An Opposition demonstrator entered our group and called one of us a “Paki” [slur for Pakistani, or anyone with slightly brown skin]. She swore at him, and then the police escorted him back to his side of the demonstration. There were a few more incursions, mainly to try and remove our flags that were taped to the Embassy wall.
The Opposition were perhaps 99% white, and in their 20s or early 30s (except for a few little kids), and seemed to be mainly Venezuelan or British. I think they clearly had more Venezuelans than us, but then our demonstration was organised in just over 12 hours.
“Go to Cuba!” they yelled at us. “Go to Miami” we yelled back. By this time we had a proper sound system. We were outnumbered but we were by far the loudest.
The Opposition suddenly had a massive Venezuelan flag. Measuring perhaps 1 metre by 20 metres long! I asked who paid for the flag…no answer. I asked more and more people…one said I had to speak in Spanish! So I asked in Spanish…still no answer.
The funny thing was the number of stars on this flag. The Venezuelan flag has 8 stars. Chavez’s government added the 8th. The Opposition still say there are only 7 stars…but their massive flag had 8.
They put the flag in front of us, then held it up high to block us out from their photos (I assume). Sometimes they would turn and look over the flag to yell at us. If we were speaking English over the megaphone…they would yell “Speak Spanish!!”…so we’d get a Venezuelan, Cuban or a Chilean to speak.
One Opposition girl was speaking at us. I decided to use a metaphor: “If someone comes second in the Olympics, they can’t have the Gold Medal. It’s the same with elections, Capriles came second”. The metaphor was lost on her, she said I knew nothing and walked away.
They continued to complain to the police, but the only people the police had to move away were Opposition protesters trying to cause trouble.
I think we drowned them out with sound, and their films for YouTube or the Opposition Media are hopefully ruined.

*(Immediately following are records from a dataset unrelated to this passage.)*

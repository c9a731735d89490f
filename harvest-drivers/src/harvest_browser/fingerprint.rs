use rand::seq::SliceRandom;
use rand::Rng;
use serde::{Deserialize, Serialize};

#[derive(Debug, Clone, PartialEq, Serialize, Deserialize)]
/// Snapshot of user agent, viewport, and locale characteristics for one session.
pub struct DesktopProfile {
    pub user_agent: String,
    pub viewport: (u32, u32),
    pub platform: String,
    pub languages: Vec<String>,
    pub timezone: String,
}

/// Built-in pool of plausible desktop fingerprints.
pub fn desktop_profiles() -> Vec<DesktopProfile> {
    vec![
        DesktopProfile {
            user_agent: "Mozilla/5.0 (Windows NT 10.0; Win64; x64) AppleWebKit/537.36 (KHTML, like Gecko) Chrome/131.0.0.0 Safari/537.36".to_string(),
            viewport: (1920, 1080),
            platform: "Win32".to_string(),
            languages: vec!["en-US".to_string(), "en".to_string()],
            timezone: "America/New_York".to_string(),
        },
        DesktopProfile {
            user_agent: "Mozilla/5.0 (Macintosh; Intel Mac OS X 10_15_7) AppleWebKit/537.36 (KHTML, like Gecko) Chrome/131.0.0.0 Safari/537.36".to_string(),
            viewport: (1440, 900),
            platform: "MacIntel".to_string(),
            languages: vec!["en-US".to_string(), "en".to_string()],
            timezone: "America/Los_Angeles".to_string(),
        },
        DesktopProfile {
            user_agent: "Mozilla/5.0 (Windows NT 10.0; Win64; x64) AppleWebKit/537.36 (KHTML, like Gecko) Chrome/130.0.0.0 Safari/537.36".to_string(),
            viewport: (1536, 864),
            platform: "Win32".to_string(),
            languages: vec!["en-GB".to_string(), "en".to_string()],
            timezone: "Europe/London".to_string(),
        },
    ]
}

/// Pick one profile; a session keeps it for its whole lifetime.
pub fn pick_desktop_profile<R: Rng + ?Sized>(rng: &mut R) -> DesktopProfile {
    let pool = desktop_profiles();
    pool.choose(rng)
        .cloned()
        .unwrap_or_else(|| pool[0].clone())
}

I don’t think they were happy with our presence!
Then the strangest thing happened. Many of us had been asked if we were being paid to protest. Clearly not. I had looked at my phone to see what time it was. It was nearly 5pm. Then suddenly the entire Opposition protest walked away?!
Now I have been guilty of “clock-watching” in my office job sometimes, and leaving at exactly 5pm. But why would a whole protest suddenly vanish at 5pm? Were they all from the same bus? Were they being paid until 5pm? Were they flown in especially from Venezuela and had to catch the flight home? No idea, but its very strange. Any ideas?
We then had the entire area to ourselves. As people who had probably been visiting the Museums nearby were walking past and taking photos, a group of various nationalities and colours were dancing and singing in a big circle!